Lower China budget deficit does not mean less government spending: finance
Reuters

BEIJING (Reuters) – China’s first reduction in its budget deficit target in six years does not suggest less government spending this year or signal an intensified effort to reduce central government debt, a senior official said.

Premier Li Keqiang announced on Monday in his annual work report that Beijing has cut the budget deficit target to 2.6 percent of gross domestic production (GDP) from 3 percent in 2017.

Economists had expected it to be maintained or trimmed only slightly.

The surprise move, together with other official comments on other economic targets and the need for further reforms, was seen by some China watchers as an indication that the pace of fiscal expansion may be slowing as Beijing’s ramps up its campaign to contain risks in the financial system.

Greater caution over spending and tightening monetary conditions could retard the pace of economic growth not only in China but globally.

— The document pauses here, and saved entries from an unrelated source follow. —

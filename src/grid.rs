use crate::config::{EdgeClamp, SliceConfig};
use crate::error::{Error, Result};
use crate::im::ROI;

/// One planned slice: its clamped source region and its emission index.
///
/// `index` is the only slice numbering there is; output files are named after it.
#[derive(Debug, Clone, Copy, PartialEq, Eq, Hash)]
pub struct SliceRect {
    pub index: usize,
    pub roi: ROI,
}

impl SliceRect {
    /// `(x0, y0, x1, y1)` with exclusive far edges.
    pub fn bounds(&self) -> (usize, usize, usize, usize) {
        (self.roi.l, self.roi.t, self.roi.r, self.roi.b)
    }
}

/// A planned grid. Rectangles are computed on demand from the two axes, so a
/// plan costs the same whatever the slice count.
#[derive(Debug, Clone, PartialEq, Eq)]
pub struct GridPlan {
    pub columns: usize,
    pub rows: usize,
    h_axis: Axis,
    v_axis: Axis,
    row_major: bool,
    clamp: EdgeClamp,
}

impl GridPlan {
    pub fn len(&self) -> usize {
        self.columns * self.rows
    }

    pub fn is_empty(&self) -> bool {
        self.len() == 0
    }

    /// The rect emitted at position `index`, or `None` past the end.
    pub fn get(&self, index: usize) -> Option<SliceRect> {
        if index >= self.len() {
            return None;
        }
        let (col, row) = if self.row_major {
            (index % self.columns, index / self.columns)
        } else {
            (index / self.rows, index % self.rows)
        };
        let (l, r) = self.h_axis.span(col, self.clamp);
        let (t, b) = self.v_axis.span(row, self.clamp);
        Some(SliceRect {
            index,
            roi: ROI { l, t, r, b },
        })
    }

    /// Rects in emission order; the `i`th item has `index == i`.
    pub fn iter(&self) -> SliceRects<'_> {
        SliceRects {
            plan: self,
            next: 0,
        }
    }
}

impl<'a> IntoIterator for &'a GridPlan {
    type Item = SliceRect;
    type IntoIter = SliceRects<'a>;

    fn into_iter(self) -> Self::IntoIter {
        self.iter()
    }
}

#[derive(Debug, Clone)]
pub struct SliceRects<'a> {
    plan: &'a GridPlan,
    next: usize,
}

impl Iterator for SliceRects<'_> {
    type Item = SliceRect;

    fn next(&mut self) -> Option<SliceRect> {
        let rect = self.plan.get(self.next)?;
        self.next += 1;
        Some(rect)
    }

    fn size_hint(&self) -> (usize, Option<usize>) {
        let left = self.plan.len().saturating_sub(self.next);
        (left, Some(left))
    }

    fn nth(&mut self, n: usize) -> Option<SliceRect> {
        self.next = self.next.saturating_add(n);
        self.next()
    }
}

impl ExactSizeIterator for SliceRects<'_> {}

/// Slice origins along one axis.
#[derive(Debug, Clone, Copy, PartialEq, Eq)]
struct Axis {
    dim: i64,
    size: i64,
    stride: i64,
    start: i64,
    step: i64,
    count: usize,
}

impl Axis {
    fn new(name: &str, dim: u32, size: u32, overlap: u32, forward: bool) -> Result<Self> {
        let dim = i64::from(dim);
        let size = i64::from(size);
        let overlap = i64::from(overlap);

        let stride = size - overlap;
        if stride <= 0 {
            return Err(Error::InvalidConfig(format!(
                "{name} stride {size} - {overlap} is not positive"
            )));
        }

        // Number of origins needed to cover the image once the overlap is taken off the span.
        let span = dim - overlap;
        if span <= 0 {
            return Err(Error::InvalidConfig(format!(
                "image {name} {dim} leaves no slices past a {overlap} pixel overlap"
            )));
        }
        let count = ((span + stride - 1) / stride) as usize;

        let (start, step) = if forward { (0, 1) } else { (dim - size, -1) };

        Ok(Self {
            dim,
            size,
            stride,
            start,
            step,
            count,
        })
    }

    /// Clamped `[lo, hi)` of the `i`th slice along this axis.
    fn span(&self, i: usize, clamp: EdgeClamp) -> (usize, usize) {
        let lo = self.start + i as i64 * self.step * self.stride;
        let hi = lo + self.size;
        (
            clamp_coord(lo, self.dim, clamp, false),
            clamp_coord(hi, self.dim, clamp, true),
        )
    }
}

/// `dim` is at least 1 here, since the axis has a positive span.
fn clamp_coord(v: i64, dim: i64, clamp: EdgeClamp, far_edge: bool) -> usize {
    let v = if v < 0 {
        0
    } else if v >= dim {
        match (clamp, far_edge) {
            (EdgeClamp::Exact, true) => dim,
            _ => dim - 1,
        }
    } else {
        v
    };
    v as usize
}

/// Lay a grid of `slice_width x slice_height` slices over an image.
///
/// Origins step by `slice - overlap` from the left/top edge, or from
/// `dim - slice` backwards when the direction is reversed. Rectangles are
/// clamped to the image, never padded, and numbered in emission order.
pub fn plan(image_w: u32, image_h: u32, config: &SliceConfig) -> Result<GridPlan> {
    let cols = Axis::new(
        "width",
        image_w,
        config.slice_width,
        config.overlap_width,
        config.left_to_right,
    )?;
    let rows = Axis::new(
        "height",
        image_h,
        config.slice_height,
        config.overlap_height,
        config.top_to_bottom,
    )?;

    Ok(GridPlan {
        columns: cols.count,
        rows: rows.count,
        h_axis: cols,
        v_axis: rows,
        row_major: config.row_major,
        clamp: config.edge_clamp,
    })
}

But Yang Weimin, the deputy director of the Office of the Central Leading Group on Financial and Economic Affairs, stressed that a separate government-managed funds budget has a substantially bigger deficit – almost 70 percent higher from last year with an increase of 550 billion yuan ($86.74 billion).

This deficit is financed by the issuance of special purpose local government bonds – debt which is repaid through returns on investment projects rather than fiscal revenue.

Yang spoke to Reuters late on Monday on the sidelines of the annual parliament meeting.

The reduction in the target for the fiscal deficit as a proportion of GDP is thus “not a negative move for economic activity”, Everbright Sun Hung Kai, a Beijing-based investment bank, wrote in a note.

“Taking the two budgets into account, we estimate that the total budget deficit as a proportion of GDP will marginally increase this year to 4.1 percent versus 4.0 percent in 2017,” it said.

Beijing said on Monday it has set an economic growth target of around 6.5 percent for this year, the same as last year, though actual 2017 growth came in at a much stronger 6.9 percent.

Yang also said China’s crackdown on riskier financing practices such as shadow banking are mainly targeted at the highly-leveraged corporate sector.

“The main task (of deleveraging) is to bring down the corporate debt ratio,” he said, while adding that China’s rapidly-rising household debt, largely due to a surge in mortgages, should “stop increasing”.

Economists at ANZ expect China’s total debt to grow by 10.6 percent this year, slightly more than 2017, but much slower than

the compound annual growth rate of 16.4 percent between June 2010 and June 2017.

The debt-to-GDP ratio is estimated to remain at 254.7 percent in 2018, the same as at the end of 2017, ANZ said in a research note on Monday.

China’s sovereign debt levels are not excessively high by global standards.

But state-owned companies which are used as growth drivers account for a hefty portion of its corporate debt, which has ballooned rapidly to levels that some economists say could signal a banking crisis in the next few years.

Debt-to-GDP for non-financial companies rose from around 120 percent by the end of 2011 to a recent peak of 166.8 percent. But the figure came down slightly to 163.4 percent in the second quarter of 2017, according to data from the Bank for International Settlements.

Chinese household debt-to-GDP rose to 47 percent in the second quarter of 2017 from 39 percent in the same period two years ago, the BIS data showed.